Data to use |
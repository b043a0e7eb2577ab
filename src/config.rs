//! Gallery configuration module.
//!
//! Handles loading and validating `gallery.toml`. Every directory
//! relationship and URL template the loader needs is a named setting here, so
//! nothing depends on the process working directory.
//!
//! ## Config File Location
//!
//! Place `gallery.toml` in the site root (the directory that owns `public/`):
//!
//! ```text
//! repo/
//! ├── snake-game.yaml           # Example definitions (examples_root = "..")
//! ├── todo-app.yml
//! └── front-end/                # Site root
//!     ├── gallery.toml          # Optional
//!     └── public/
//!         └── posters/
//!             └── snake-game.png
//! ```
//!
//! ## Configuration Options
//!
//! ```toml
//! # All options are optional - defaults shown below
//!
//! examples_root = ".."          # Relative paths resolve against the site root
//! public_dir = "public"
//! posters_dir = "posters"
//! cdn_base_url = "https://cdn.openai.com/devhub/gpt5prompts"
//! iframe_base_url = "/"
//! exclude_dirs = ["node_modules", "target"]
//! ```
//!
//! Config files are sparse: override just the values you want. Unknown keys are
//! rejected to catch typos early.

use serde::Deserialize;
use std::fs;
use std::path::{Path, PathBuf};
use thiserror::Error;

pub const CONFIG_FILE: &str = "gallery.toml";

#[derive(Error, Debug)]
pub enum ConfigError {
    #[error("IO error: {0}")]
    Io(#[from] std::io::Error),
    #[error("TOML parse error: {0}")]
    Toml(#[from] toml::de::Error),
    #[error("Config validation error: {0}")]
    Validation(String),
}

/// Loader configuration loaded from `gallery.toml`.
///
/// All fields have defaults matching the conventional layout: example YAML
/// files one level above the site root, posters under `public/posters`.
#[derive(Debug, Clone, PartialEq, Deserialize)]
#[serde(default, deny_unknown_fields)]
pub struct GalleryConfig {
    /// Directory searched for example YAML files. Relative to the site root.
    pub examples_root: String,
    /// Static asset directory inside the site root.
    pub public_dir: String,
    /// Poster directory inside `public_dir`; also the URL path segment.
    pub posters_dir: String,
    /// Remote poster base, without trailing slash.
    pub cdn_base_url: String,
    /// Prefix prepended to the example id to form its iframe URL.
    pub iframe_base_url: String,
    /// Directory names skipped while searching for YAML files.
    pub exclude_dirs: Vec<String>,
}

impl Default for GalleryConfig {
    fn default() -> Self {
        Self {
            examples_root: "..".to_string(),
            public_dir: "public".to_string(),
            posters_dir: "posters".to_string(),
            cdn_base_url: "https://cdn.openai.com/devhub/gpt5prompts".to_string(),
            iframe_base_url: "/".to_string(),
            exclude_dirs: vec!["node_modules".to_string(), "target".to_string()],
        }
    }
}

impl GalleryConfig {
    /// Validate config values are usable as path segments and URL bases.
    pub fn validate(&self) -> Result<(), ConfigError> {
        for (key, value) in [
            ("public_dir", &self.public_dir),
            ("posters_dir", &self.posters_dir),
        ] {
            if value.is_empty() {
                return Err(ConfigError::Validation(format!("{key} must not be empty")));
            }
            if Path::new(value).is_absolute() {
                return Err(ConfigError::Validation(format!(
                    "{key} must be a relative path, got {value}"
                )));
            }
        }
        if !(self.cdn_base_url.starts_with("https://") || self.cdn_base_url.starts_with("http://"))
        {
            return Err(ConfigError::Validation(format!(
                "cdn_base_url must be an http(s) URL, got {:?}",
                self.cdn_base_url
            )));
        }
        if self.cdn_base_url.ends_with('/') {
            return Err(ConfigError::Validation(
                "cdn_base_url must not end with '/'".into(),
            ));
        }
        Ok(())
    }

    /// Absolute-or-relative directory that holds the example YAML files.
    pub fn examples_dir(&self, site_root: &Path) -> PathBuf {
        site_root.join(&self.examples_root)
    }

    /// Directory probed for local `<id>.png` posters.
    pub fn posters_path(&self, site_root: &Path) -> PathBuf {
        site_root.join(&self.public_dir).join(&self.posters_dir)
    }
}

// =============================================================================
// Config loading and validation
// =============================================================================

/// Load config from `gallery.toml` in the site root.
///
/// A missing file yields the defaults. Keys left out of the file keep their
/// default values; unknown keys are rejected. The result is validated.
pub fn load_config(site_root: &Path) -> Result<GalleryConfig, ConfigError> {
    let config_path = site_root.join(CONFIG_FILE);
    if !config_path.exists() {
        return Ok(GalleryConfig::default());
    }
    let content = fs::read_to_string(&config_path)?;
    let config: GalleryConfig = toml::from_str(&content)?;
    config.validate()?;
    Ok(config)
}

/// Returns a fully-commented stock `gallery.toml`.
///
/// Used by the `gen-config` CLI command.
pub fn stock_config_toml() -> &'static str {
    r##"# Example Gallery Configuration
# =============================
# All settings are optional. Values shown below are the defaults.
# Unknown keys will cause an error.

# Directory searched recursively for *.yaml / *.yml example files.
# Relative paths resolve against the site root (the directory holding this file).
examples_root = ".."

# Static asset directory inside the site root.
public_dir = "public"

# Local posters live at <public_dir>/<posters_dir>/<id>.png and are served
# as /<posters_dir>/<id>.png.
posters_dir = "posters"

# Remote poster used when no local file exists: <cdn_base_url>/<id>.png
cdn_base_url = "https://cdn.openai.com/devhub/gpt5prompts"

# Each example's iframe URL is <iframe_base_url><id>.
iframe_base_url = "/"

# Directory names never descended into while searching for YAML files.
exclude_dirs = ["node_modules", "target"]
"##
}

About this exercise | Could you say how many lines of the entries contain the string "below"? Only the number should be given.

Reply | 2